▶ [Problem to solve]
From the entries below, copy out all lines holding "kernels".

[Dataset entries]
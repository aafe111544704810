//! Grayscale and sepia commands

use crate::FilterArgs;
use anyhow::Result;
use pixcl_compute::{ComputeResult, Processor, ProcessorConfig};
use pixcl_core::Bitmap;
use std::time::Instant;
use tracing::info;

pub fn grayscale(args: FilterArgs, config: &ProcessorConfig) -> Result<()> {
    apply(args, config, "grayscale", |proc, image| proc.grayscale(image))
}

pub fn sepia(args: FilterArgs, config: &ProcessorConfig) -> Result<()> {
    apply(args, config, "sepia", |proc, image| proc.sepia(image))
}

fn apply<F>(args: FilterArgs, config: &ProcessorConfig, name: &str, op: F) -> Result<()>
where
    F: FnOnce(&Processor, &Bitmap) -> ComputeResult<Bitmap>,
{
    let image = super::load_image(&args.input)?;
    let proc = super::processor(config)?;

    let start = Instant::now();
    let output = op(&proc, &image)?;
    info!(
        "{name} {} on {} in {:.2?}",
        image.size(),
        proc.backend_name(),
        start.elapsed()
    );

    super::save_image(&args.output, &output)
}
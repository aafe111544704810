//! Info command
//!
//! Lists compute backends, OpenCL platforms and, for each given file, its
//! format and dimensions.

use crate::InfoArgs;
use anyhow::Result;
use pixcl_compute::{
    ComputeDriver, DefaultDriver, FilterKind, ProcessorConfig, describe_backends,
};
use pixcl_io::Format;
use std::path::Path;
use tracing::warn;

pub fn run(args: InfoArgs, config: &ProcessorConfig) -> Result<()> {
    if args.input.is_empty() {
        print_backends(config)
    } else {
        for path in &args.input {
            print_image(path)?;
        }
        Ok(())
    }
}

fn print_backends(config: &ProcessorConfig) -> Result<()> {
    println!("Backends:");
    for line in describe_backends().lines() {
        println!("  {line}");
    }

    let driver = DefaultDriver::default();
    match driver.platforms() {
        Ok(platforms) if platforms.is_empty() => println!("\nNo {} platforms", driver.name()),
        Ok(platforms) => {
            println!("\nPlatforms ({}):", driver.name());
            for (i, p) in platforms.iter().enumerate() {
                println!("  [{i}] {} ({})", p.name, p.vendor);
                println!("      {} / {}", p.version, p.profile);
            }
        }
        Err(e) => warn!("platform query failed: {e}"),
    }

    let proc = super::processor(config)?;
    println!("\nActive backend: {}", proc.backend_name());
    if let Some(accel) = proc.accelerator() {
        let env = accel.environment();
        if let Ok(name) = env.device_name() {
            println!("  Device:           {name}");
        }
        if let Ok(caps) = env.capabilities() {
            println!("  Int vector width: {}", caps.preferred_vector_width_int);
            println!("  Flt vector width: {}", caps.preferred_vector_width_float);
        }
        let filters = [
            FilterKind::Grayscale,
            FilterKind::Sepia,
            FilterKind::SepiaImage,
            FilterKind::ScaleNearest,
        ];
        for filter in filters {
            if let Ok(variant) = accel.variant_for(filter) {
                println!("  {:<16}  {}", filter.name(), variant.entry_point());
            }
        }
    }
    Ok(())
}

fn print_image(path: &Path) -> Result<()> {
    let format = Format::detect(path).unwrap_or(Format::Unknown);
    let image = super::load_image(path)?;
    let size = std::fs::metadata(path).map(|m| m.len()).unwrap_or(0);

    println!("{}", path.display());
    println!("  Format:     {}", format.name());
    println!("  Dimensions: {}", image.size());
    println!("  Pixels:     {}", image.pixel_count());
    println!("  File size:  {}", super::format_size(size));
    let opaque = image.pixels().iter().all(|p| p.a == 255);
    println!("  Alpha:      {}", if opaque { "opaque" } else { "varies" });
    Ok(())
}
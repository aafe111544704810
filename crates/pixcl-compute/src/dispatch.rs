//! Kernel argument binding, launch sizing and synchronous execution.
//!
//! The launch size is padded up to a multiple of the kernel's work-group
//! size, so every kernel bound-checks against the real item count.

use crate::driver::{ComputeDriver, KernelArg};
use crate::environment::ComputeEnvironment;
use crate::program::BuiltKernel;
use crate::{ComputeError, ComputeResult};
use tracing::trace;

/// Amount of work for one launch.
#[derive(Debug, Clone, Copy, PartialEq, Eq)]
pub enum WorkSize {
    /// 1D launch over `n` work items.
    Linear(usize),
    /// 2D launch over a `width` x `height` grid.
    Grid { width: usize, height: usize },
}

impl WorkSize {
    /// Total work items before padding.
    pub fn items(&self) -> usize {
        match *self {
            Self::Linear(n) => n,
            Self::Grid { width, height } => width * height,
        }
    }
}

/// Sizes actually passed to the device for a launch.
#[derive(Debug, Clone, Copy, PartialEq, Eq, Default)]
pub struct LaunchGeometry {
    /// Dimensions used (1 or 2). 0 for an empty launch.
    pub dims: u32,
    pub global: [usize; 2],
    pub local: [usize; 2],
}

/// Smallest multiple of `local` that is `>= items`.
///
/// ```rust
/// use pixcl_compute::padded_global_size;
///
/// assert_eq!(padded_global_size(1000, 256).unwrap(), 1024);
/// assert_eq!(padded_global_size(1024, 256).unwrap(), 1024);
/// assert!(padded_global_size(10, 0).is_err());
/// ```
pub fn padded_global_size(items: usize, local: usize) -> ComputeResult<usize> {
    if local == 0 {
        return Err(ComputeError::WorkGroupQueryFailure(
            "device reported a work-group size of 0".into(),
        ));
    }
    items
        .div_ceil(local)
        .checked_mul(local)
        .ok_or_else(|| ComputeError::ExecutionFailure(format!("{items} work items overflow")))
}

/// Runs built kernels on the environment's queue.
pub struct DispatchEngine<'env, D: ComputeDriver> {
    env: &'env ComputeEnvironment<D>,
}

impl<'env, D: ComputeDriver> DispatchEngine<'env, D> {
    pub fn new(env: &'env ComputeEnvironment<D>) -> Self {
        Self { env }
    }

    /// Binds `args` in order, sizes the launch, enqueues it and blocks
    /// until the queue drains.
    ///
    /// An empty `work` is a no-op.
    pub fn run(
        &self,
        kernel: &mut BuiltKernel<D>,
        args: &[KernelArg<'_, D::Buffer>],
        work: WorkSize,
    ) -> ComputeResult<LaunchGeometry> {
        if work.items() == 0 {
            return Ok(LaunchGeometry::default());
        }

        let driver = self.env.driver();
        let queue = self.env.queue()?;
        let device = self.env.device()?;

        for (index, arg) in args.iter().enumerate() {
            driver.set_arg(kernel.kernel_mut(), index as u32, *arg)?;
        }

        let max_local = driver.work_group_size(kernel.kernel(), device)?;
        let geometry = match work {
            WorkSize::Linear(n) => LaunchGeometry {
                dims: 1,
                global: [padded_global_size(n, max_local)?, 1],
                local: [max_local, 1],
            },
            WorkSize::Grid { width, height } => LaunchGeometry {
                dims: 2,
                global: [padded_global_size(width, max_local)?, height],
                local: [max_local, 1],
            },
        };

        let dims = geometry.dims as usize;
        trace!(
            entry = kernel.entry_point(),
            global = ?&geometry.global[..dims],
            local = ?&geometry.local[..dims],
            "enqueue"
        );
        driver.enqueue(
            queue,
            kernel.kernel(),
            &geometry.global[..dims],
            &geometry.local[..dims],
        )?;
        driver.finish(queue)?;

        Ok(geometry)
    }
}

---

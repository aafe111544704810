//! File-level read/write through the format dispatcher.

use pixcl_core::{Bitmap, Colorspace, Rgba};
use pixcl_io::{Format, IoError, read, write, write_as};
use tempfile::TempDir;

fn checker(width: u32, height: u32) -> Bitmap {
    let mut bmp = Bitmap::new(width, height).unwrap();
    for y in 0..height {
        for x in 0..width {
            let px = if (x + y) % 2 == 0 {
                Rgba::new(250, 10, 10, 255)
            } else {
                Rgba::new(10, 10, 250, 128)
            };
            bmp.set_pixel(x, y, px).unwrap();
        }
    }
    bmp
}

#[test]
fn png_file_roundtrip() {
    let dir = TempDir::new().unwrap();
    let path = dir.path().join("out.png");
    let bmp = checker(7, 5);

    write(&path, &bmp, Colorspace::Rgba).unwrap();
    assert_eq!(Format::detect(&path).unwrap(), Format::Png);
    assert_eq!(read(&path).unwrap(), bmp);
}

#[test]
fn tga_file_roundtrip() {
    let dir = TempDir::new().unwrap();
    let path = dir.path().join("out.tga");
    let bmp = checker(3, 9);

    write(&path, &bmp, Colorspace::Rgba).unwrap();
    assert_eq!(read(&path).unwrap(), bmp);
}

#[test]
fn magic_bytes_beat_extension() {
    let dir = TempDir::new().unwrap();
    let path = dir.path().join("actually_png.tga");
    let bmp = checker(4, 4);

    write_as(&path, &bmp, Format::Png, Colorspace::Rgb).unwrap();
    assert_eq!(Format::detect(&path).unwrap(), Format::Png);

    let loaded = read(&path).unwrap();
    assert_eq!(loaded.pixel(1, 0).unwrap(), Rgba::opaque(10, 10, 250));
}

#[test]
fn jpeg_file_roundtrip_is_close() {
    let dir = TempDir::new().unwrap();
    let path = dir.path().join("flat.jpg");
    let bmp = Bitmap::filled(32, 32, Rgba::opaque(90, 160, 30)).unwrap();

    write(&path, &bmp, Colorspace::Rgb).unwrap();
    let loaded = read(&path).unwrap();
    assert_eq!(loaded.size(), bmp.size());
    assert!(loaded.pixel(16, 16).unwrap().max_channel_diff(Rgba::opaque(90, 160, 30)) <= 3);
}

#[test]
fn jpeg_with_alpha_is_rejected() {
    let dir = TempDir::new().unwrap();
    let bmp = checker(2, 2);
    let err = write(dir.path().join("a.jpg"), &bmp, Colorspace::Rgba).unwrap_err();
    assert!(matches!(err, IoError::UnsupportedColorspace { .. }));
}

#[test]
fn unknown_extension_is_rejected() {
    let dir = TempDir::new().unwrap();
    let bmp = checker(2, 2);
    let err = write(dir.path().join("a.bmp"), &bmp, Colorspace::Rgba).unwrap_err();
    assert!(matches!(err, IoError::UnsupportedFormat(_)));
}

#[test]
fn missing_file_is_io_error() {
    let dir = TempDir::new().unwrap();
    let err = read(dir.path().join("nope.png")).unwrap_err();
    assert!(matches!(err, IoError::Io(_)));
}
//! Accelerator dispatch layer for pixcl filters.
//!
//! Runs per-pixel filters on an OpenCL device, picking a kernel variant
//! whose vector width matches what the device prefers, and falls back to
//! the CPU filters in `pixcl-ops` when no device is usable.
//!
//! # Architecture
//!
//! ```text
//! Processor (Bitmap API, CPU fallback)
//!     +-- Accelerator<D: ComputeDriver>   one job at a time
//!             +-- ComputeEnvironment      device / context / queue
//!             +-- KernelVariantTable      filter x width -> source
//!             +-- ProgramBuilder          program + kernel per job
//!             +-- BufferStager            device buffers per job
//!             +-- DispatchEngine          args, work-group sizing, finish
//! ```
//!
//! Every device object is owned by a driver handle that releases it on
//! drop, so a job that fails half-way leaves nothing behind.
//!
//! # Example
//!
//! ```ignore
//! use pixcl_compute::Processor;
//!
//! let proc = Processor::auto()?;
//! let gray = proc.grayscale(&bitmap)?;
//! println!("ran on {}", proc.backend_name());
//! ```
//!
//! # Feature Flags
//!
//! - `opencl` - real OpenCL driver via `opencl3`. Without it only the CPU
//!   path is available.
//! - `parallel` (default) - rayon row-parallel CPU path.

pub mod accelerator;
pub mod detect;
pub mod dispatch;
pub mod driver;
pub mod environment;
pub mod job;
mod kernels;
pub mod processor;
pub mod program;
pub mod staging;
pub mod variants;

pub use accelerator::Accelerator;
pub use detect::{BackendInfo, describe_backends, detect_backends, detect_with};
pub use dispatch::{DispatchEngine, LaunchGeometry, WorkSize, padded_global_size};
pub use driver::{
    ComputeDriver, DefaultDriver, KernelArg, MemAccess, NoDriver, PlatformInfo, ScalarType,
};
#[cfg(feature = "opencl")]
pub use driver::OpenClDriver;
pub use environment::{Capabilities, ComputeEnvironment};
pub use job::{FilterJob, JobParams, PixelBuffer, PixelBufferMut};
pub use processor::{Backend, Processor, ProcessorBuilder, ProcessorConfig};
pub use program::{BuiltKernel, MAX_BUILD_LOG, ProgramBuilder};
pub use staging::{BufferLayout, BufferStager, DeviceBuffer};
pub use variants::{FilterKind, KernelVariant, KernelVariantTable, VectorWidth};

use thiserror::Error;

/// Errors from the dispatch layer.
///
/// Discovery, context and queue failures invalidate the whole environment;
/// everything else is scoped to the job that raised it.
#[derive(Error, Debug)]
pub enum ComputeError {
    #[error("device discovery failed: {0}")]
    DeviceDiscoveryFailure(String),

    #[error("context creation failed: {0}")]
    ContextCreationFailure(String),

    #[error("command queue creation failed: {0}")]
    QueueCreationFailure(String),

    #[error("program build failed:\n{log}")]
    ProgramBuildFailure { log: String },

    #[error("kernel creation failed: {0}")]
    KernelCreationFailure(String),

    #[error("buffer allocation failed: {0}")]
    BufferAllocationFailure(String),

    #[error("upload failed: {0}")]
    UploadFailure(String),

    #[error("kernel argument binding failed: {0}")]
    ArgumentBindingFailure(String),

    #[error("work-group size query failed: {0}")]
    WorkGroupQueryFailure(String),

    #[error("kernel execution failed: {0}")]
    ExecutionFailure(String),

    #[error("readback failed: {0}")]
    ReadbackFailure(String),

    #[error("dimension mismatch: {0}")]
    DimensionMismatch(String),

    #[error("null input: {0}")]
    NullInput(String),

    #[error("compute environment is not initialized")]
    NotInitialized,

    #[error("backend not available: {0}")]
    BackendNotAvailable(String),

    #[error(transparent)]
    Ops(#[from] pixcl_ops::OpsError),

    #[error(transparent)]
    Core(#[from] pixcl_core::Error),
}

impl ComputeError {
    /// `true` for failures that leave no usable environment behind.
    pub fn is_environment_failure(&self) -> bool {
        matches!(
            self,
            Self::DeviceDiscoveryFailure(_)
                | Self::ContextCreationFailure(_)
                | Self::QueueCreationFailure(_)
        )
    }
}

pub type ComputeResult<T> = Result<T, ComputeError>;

--

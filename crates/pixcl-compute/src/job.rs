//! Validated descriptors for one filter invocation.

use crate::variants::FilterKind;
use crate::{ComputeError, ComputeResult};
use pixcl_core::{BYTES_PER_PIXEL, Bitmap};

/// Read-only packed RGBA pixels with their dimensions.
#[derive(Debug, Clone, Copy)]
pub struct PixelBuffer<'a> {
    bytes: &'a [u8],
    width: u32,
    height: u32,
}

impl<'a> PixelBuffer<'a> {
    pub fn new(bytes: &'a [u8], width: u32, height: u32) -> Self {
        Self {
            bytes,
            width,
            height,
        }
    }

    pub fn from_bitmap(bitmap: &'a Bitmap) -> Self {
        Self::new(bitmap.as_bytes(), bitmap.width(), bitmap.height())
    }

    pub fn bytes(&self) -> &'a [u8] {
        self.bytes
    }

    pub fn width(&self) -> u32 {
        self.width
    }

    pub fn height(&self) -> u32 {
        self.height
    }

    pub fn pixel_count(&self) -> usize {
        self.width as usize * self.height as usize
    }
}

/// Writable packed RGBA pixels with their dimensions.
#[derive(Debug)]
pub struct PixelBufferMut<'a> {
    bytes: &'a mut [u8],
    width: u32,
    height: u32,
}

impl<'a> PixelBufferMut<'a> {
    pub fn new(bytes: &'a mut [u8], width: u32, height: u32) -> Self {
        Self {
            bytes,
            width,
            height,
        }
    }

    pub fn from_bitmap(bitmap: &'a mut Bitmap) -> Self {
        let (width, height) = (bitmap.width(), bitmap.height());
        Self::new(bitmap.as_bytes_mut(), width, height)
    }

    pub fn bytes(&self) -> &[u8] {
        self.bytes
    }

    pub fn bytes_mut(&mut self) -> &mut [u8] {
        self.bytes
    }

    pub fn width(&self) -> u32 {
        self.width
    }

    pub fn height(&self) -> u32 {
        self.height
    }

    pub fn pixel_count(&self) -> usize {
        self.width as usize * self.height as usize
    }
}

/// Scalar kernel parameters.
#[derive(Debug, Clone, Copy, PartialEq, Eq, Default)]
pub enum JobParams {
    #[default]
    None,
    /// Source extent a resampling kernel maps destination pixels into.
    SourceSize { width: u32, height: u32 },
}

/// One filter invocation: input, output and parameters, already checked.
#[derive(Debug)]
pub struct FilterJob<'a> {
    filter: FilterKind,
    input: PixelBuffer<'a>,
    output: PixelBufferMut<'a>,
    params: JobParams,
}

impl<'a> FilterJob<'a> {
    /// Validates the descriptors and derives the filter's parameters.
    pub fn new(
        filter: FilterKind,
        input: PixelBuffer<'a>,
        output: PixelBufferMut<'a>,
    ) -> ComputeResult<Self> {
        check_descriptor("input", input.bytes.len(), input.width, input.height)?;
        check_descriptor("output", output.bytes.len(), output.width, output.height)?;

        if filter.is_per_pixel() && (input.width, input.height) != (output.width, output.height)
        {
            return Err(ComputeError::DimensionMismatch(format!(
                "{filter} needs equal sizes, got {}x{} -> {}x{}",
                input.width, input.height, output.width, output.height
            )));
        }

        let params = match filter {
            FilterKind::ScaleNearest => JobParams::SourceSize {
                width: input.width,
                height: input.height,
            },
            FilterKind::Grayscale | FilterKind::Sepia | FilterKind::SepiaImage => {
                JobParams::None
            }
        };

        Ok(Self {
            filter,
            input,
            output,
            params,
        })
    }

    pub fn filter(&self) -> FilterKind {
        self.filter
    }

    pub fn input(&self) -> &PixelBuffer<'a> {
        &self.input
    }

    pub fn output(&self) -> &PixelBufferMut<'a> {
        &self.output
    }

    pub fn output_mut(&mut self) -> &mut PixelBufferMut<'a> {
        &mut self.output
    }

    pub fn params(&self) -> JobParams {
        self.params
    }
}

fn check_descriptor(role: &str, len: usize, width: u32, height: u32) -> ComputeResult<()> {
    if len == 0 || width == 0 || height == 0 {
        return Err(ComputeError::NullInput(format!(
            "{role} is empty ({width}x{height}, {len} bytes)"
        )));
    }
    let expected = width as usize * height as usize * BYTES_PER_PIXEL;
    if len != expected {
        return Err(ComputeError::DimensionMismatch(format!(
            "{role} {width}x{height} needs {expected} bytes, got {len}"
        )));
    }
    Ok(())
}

▶ [Response below]
/// Runs built kernels on the environment's queue.
mod kernels;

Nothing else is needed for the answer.